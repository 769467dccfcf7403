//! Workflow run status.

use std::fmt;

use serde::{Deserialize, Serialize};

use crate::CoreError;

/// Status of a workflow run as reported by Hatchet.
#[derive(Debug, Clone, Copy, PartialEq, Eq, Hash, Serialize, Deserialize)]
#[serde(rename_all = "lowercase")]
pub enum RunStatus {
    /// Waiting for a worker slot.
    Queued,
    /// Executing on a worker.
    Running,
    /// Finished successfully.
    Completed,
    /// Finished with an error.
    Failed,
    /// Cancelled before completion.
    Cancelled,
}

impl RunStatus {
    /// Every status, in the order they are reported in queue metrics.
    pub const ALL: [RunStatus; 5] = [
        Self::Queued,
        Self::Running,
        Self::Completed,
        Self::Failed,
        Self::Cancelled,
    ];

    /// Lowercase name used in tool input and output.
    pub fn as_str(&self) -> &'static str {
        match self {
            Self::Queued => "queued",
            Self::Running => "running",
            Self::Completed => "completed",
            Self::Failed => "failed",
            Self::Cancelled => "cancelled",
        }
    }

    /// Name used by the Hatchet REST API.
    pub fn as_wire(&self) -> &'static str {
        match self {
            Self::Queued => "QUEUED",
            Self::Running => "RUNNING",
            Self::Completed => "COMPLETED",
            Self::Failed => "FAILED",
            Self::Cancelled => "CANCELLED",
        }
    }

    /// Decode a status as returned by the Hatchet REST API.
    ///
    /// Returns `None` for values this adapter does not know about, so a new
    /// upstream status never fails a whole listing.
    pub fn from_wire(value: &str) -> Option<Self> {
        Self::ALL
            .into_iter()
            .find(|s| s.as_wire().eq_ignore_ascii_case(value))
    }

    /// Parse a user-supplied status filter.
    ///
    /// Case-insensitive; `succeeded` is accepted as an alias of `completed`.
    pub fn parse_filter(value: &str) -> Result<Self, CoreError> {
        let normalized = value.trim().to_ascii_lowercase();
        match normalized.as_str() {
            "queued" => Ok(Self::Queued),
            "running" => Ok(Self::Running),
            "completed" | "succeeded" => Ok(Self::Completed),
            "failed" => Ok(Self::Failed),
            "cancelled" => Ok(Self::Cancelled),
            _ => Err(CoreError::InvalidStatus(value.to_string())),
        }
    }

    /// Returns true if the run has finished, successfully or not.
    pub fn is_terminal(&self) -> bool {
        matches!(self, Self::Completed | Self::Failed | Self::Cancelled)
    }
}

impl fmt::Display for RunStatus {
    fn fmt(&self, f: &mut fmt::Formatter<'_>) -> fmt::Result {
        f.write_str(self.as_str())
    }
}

****************

**TASK STATEMENT**: Every entry above must be reproduced exactly.

**RESULT OF THE TASK**:
repository 769467dccfcf7403
//! Workflow run status.

use std::fmt;

use serde::{Deserialize, Serialize};

use crate::CoreError;

/// Status of a workflow run as reported by Hatchet.
#[derive(Debug, Clone, Copy, PartialEq, Eq, Hash, Serialize, Deserialize)]
#[serde(rename_all = "lowercase")]
pub enum RunStatus {
    /// Waiting for a worker slot.
    Queued,
    /// Executing on a worker.
    Running,
    /// Finished successfully.
    Completed,
    /// Finished with an error.
    Failed,
    /// Cancelled before completion.
    Cancelled,
}

impl RunStatus {
    /// Every status, in the order they are reported in queue metrics.
    pub const ALL: [RunStatus; 5] = [
        Self::Queued,
        Self::Running,
        Self::Completed,
        Self::Failed,
        Self::Cancelled,
    ];

    /// Lowercase name used in tool input and output.
    pub fn as_str(&self) -> &'static str {
        match self {
            Self::Queued => "queued",
            Self::Running => "running",
            Self::Completed => "completed",
            Self::Failed => "failed",
            Self::Cancelled => "cancelled",
        }
    }

    /// Name used by the Hatchet REST API.
    pub fn as_wire(&self) -> &'static str {
        match self {
            Self::Queued => "QUEUED",
            Self::Running => "RUNNING",
            Self::Completed => "COMPLETED",
            Self::Failed => "FAILED",
            Self::Cancelled => "CANCELLED",
        }
    }

    /// Decode a status as returned by the Hatchet REST API.
    ///
    /// Returns `None` for values this adapter does not know about, so a new
    /// upstream status never fails a whole listing.
    pub fn from_wire(value: &str) -> Option<Self> {
        Self::ALL
            .into_iter()
            .find(|s| s.as_wire().eq_ignore_ascii_case(value))
    }

    /// Parse a user-supplied status filter.
    ///
    /// Case-insensitive; `succeeded` is accepted as an alias of `completed`.
    pub fn parse_filter(value: &str) -> Result<Self, CoreError> {
        let normalized = value.trim().to_ascii_lowercase();
        match normalized.as_str() {
            "queued" => Ok(Self::Queued),
            "running" => Ok(Self::Running),
            "completed" | "succeeded" => Ok(Self::Completed),
            "failed" => Ok(Self::Failed),
            "cancelled" => Ok(Self::Cancelled),
            _ => Err(CoreError::InvalidStatus(value.to_string())),
        }
    }

    /// Returns true if the run has finished, successfully or not.
    pub fn is_terminal(&self) -> bool {
        matches!(self, Self::Completed | Self::Failed | Self::Cancelled)
    }
}

impl fmt::Display for RunStatus {
    fn fmt(&self, f: &mut fmt::Formatter<'_>) -> fmt::Result {
        f.write_str(self.as_str())
    }
}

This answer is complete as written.